1932 I 72mins I Carl Theodor Dreyer I Germany & France

“I wanted to create a waking dream on screen and show that horror is not to be found in the things around us but in our own subconscious,” said Danish film-maker Carl Theodor Dreyer, whose adaptation of two stories from Sheridan Le Fanu (Carmilla and The Room in the Dragon Volant) was initially conceived as a silent movie. Sound was added during production, but the film’s trance-like images could stand on their own as a visual poem in which the action seems to take place on the cusp of dreams and reality.

Apart from German actress Sybille Schmitz, who plays the vampire’s chief victim, and French actor Maurice Schutz, who plays her father, the cast was non-professional. Baron Nicolas de Gunzberg, who provided finance for the film, also took the leading role under the pseudonym Julian West. He plays a roving occult investigator called Allan Grey (David in some versions) who arrives at an old inn by the side of a river and explores a nearby castle where an evil doctor appears to be helping a vampire prey on the lord’s two daughters – one of whom is bedridden, suffering from a strange sickness, while the other is being held captive. Grey reads a book on vampirism and acts as our surrogate in this curious realm of crooked staircases, off-kilter corridors and Freudian keys and doors, a world where men’s shadows take on a life of their own and skeletal hands grasp bottles of poison.

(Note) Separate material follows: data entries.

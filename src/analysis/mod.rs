//! Analysis modules.
//!
//! Detection, aggregation and statistics over an in-memory record set.

pub mod aggregator;
pub mod detectors;
pub mod statistics;

pub use aggregator::*;
pub use statistics::*;
//! Corpus statistics.
//!
//! Raw counts over records and findings, plus the data series behind the
//! report's activity tables. Nothing here divides by the record count;
//! percentages are left to presentation code.

use chrono::{Datelike, NaiveDate, Timelike};
use serde::{Deserialize, Serialize};
use std::collections::{BTreeMap, HashMap};
use std::hash::Hash;

use crate::models::{Finding, Record, Severity};

/// Summary counts for one analysis run.
#[derive(Debug, Clone, Copy, Default, PartialEq, Eq, Serialize, Deserialize)]
pub struct Statistics {
    pub total_records: usize,
    /// Records whose subject or body matched the risk vocabulary.
    pub flagged_count: usize,
    pub external_count: usize,
    pub off_hours_count: usize,
    pub total_findings: usize,
    pub high_count: usize,
    pub medium_count: usize,
    pub low_count: usize,
}

impl Statistics {
    /// Number of findings at the given severity.
    pub fn count_for(&self, severity: Severity) -> usize {
        match severity {
            Severity::High => self.high_count,
            Severity::Medium => self.medium_count,
            Severity::Low => self.low_count,
        }
    }
}

/// Compute summary counts. Pure; identical inputs give identical output.
pub fn summarize(records: &[Record], findings: &[Finding]) -> Statistics {
    let mut stats = Statistics {
        total_records: records.len(),
        total_findings: findings.len(),
        ..Statistics::default()
    };

    for record in records {
        if record.is_flagged_content() {
            stats.flagged_count += 1;
        }
        if record.is_external() {
            stats.external_count += 1;
        }
        if record.is_off_hours() {
            stats.off_hours_count += 1;
        }
    }

    for finding in findings {
        match finding.severity {
            Severity::High => stats.high_count += 1,
            Severity::Medium => stats.medium_count += 1,
            Severity::Low => stats.low_count += 1,
        }
    }

    stats
}

/// Messages per hour of day.
pub fn hourly_distribution(records: &[Record]) -> [usize; 24] {
    let mut hours = [0usize; 24];
    for record in records {
        hours[record.timestamp.hour() as usize] += 1;
    }
    hours
}

/// Messages per weekday and hour. Row 0 is Monday, column is the hour.
pub fn weekday_hour_matrix(records: &[Record]) -> [[usize; 24]; 7] {
    let mut matrix = [[0usize; 24]; 7];
    for record in records {
        let day = record.timestamp.weekday().num_days_from_monday() as usize;
        matrix[day][record.timestamp.hour() as usize] += 1;
    }
    matrix
}

/// Messages per calendar day, in date order.
pub fn daily_counts(records: &[Record]) -> BTreeMap<NaiveDate, usize> {
    let mut days = BTreeMap::new();
    for record in records {
        *days.entry(record.timestamp.date()).or_default() += 1;
    }
    days
}

/// Count keys, most frequent first; ties keep first-appearance order.
fn most_common<K, I>(keys: I, n: usize) -> Vec<(K, usize)>
where
    K: Eq + Hash + Clone,
    I: IntoIterator<Item = K>,
{
    let mut order: Vec<K> = Vec::new();
    let mut counts: HashMap<K, usize> = HashMap::new();

    for key in keys {
        let count = counts.entry(key.clone()).or_insert(0);
        if *count == 0 {
            order.push(key);
        }
        *count += 1;
    }

    let mut ranked: Vec<(K, usize)> = order
        .into_iter()
        .map(|k| {
            let count = counts.get(&k).copied().unwrap_or(0);
            (k, count)
        })
        .collect();

    ranked.sort_by_key(|(_, count)| std::cmp::Reverse(*count));
    ranked.truncate(n);
    ranked
}

/// The `n` most active senders.
pub fn top_senders(records: &[Record], n: usize) -> Vec<(String, usize)> {
    most_common(records.iter().map(|r| r.sender.clone()), n)
}

/// Domain after the last `@`, or the whole address when there is none.
fn connection_domain(address: &str) -> &str {
    address
        .rsplit_once('@')
        .map_or(address, |(_, domain)| domain)
}

/// The `n` most frequent sender domain to recipient domain pairs.
pub fn top_connections(records: &[Record], n: usize) -> Vec<((String, String), usize)> {
    most_common(
        records.iter().map(|r| {
            (
                connection_domain(&r.sender).to_string(),
                connection_domain(&r.recipient).to_string(),
            )
        }),
        n,
    )
}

Dreyer shrugs off conventional linear narrative and takes an experimental approach, plunging us into a waking nightmare that isn’t so much black-and-white as it is misty grey. When cinematographer Rudolph Maté (who would later direct films such as the noir thriller DOA) showed Dreyer some frames made hazy by accidental exposure to light, the director had him place a layer of gauze in front of the lens to replicate the effect for the rest of the film.

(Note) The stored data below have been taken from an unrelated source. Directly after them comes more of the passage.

//! Command-line interface argument parsing.
//!
//! This module handles all CLI argument parsing using clap,
//! including validation and default values.

use clap::Parser;
use serde::{Deserialize, Serialize};
use std::path::PathBuf;

/// mailsift - heuristic email forensics
///
/// Scan a directory of plain-text email records for risky content,
/// after-hours activity, external senders and high-volume senders,
/// then write a severity-ranked report.
///
/// Examples:
///   mailsift --input ./mail
///   mailsift --generate 200 --seed 7 --format markdown -o report.md
///   mailsift --input ./mail --fail-on high
///   mailsift --init-config
#[derive(Parser, Debug, Clone)]
#[command(author, version, about, long_about = None)]
#[command(propagate_version = true)]
pub struct Args {
    /// Directory containing `*.txt` message files
    ///
    /// Defaults to the config value, or output/emails.
    #[arg(short, long, value_name = "DIR", env = "MAILSIFT_INPUT")]
    pub input: Option<PathBuf>,

    /// Generate synthetic messages into the input directory first
    ///
    /// Without a value, the count comes from the config file (default 50).
    #[arg(short, long, value_name = "COUNT", num_args = 0..=1)]
    pub generate: Option<Option<usize>>,

    /// Share of generated messages that are suspicious (0.0 - 1.0)
    #[arg(long, value_name = "RATIO")]
    pub suspicious_ratio: Option<f64>,

    /// Seed for reproducible synthetic data
    #[arg(long, value_name = "SEED")]
    pub seed: Option<u64>,

    /// Output file path for the report
    #[arg(short, long, value_name = "FILE")]
    pub output: Option<PathBuf>,

    /// Output format (text, markdown, json)
    #[arg(long, value_name = "FORMAT")]
    pub format: Option<OutputFormat>,

    /// Path to configuration file
    ///
    /// If not specified, looks for .mailsift.toml in the current directory
    #[arg(short, long, value_name = "FILE")]
    pub config: Option<PathBuf>,

    /// Minimum severity to list in the report
    ///
    /// Statistics still count every finding. Values: high, medium, low
    #[arg(long, value_name = "LEVEL")]
    pub min_severity: Option<SeverityLevel>,

    /// Fail if findings at or above this severity are found
    ///
    /// Useful for CI pipelines. Exit code 2 when threshold is exceeded.
    #[arg(long, value_name = "LEVEL")]
    pub fail_on: Option<SeverityLevel>,

    /// Number of entries in the top senders and connections tables
    #[arg(long, value_name = "N")]
    pub top: Option<usize>,

    /// Enable verbose logging output
    #[arg(short, long)]
    pub verbose: bool,

    /// Run in quiet mode (minimal output)
    #[arg(short, long)]
    pub quiet: bool,

    /// Generate a default .mailsift.toml configuration file
    #[arg(long)]
    pub init_config: bool,
}

/// Output format for the report.
#[derive(
    Debug, Clone, Copy, PartialEq, Eq, Default, clap::ValueEnum, Serialize, Deserialize,
)]
#[serde(rename_all = "lowercase")]
pub enum OutputFormat {
    /// Plain text format (default)
    #[default]
    Text,
    /// Markdown format
    Markdown,
    /// JSON format
    Json,
}

/// Severity level for --fail-on and --min-severity.
#[derive(Debug, Clone, Copy, PartialEq, Eq, clap::ValueEnum)]
pub enum SeverityLevel {
    Low,
    Medium,
    High,
}

impl Args {
    /// Parse command-line arguments.
    pub fn parse_args() -> Self {
        Self::parse()
    }

    /// Validate the parsed arguments.
    pub fn validate(&self) -> Result<(), String> {
        // Skip validation for --init-config
        if self.init_config {
            return Ok(());
        }

        if let Some(ratio) = self.suspicious_ratio {
            if !(0.0..=1.0).contains(&ratio) {
                return Err("Suspicious ratio must be between 0.0 and 1.0".to_string());
            }
        }

        if self.top == Some(0) {
            return Err("Top must be at least 1".to_string());
        }

        // Check for conflicting options
        if self.verbose && self.quiet {
            return Err("Cannot use both --verbose and --quiet".to_string());
        }

        if let Some(ref input) = self.input {
            if self.generate.is_none() && !input.exists() {
                return Err(format!("Input directory does not exist: {}", input.display()));
            }
            if input.exists() && !input.is_dir() {
                return Err(format!("Input path is not a directory: {}", input.display()));
            }
        }

        Ok(())
    }

    /// Returns the log level based on verbosity settings.
    pub fn log_level(&self) -> tracing::Level {
        if self.quiet {
            tracing::Level::ERROR
        } else if self.verbose {
            tracing::Level::DEBUG
        } else {
            tracing::Level::INFO
        }
    }
}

Many of the images from this movie have passed into horror iconography: an old man standing by the river tolling a bell with a scythe over his shoulder; Grey’s dream of being buried alive; the evil doctor suffocating in flour dropped from the mill above. It’s hard to spot where nightmares end and reality begins. This really is a film that exemplifies the idea of dreaming with our eyes open.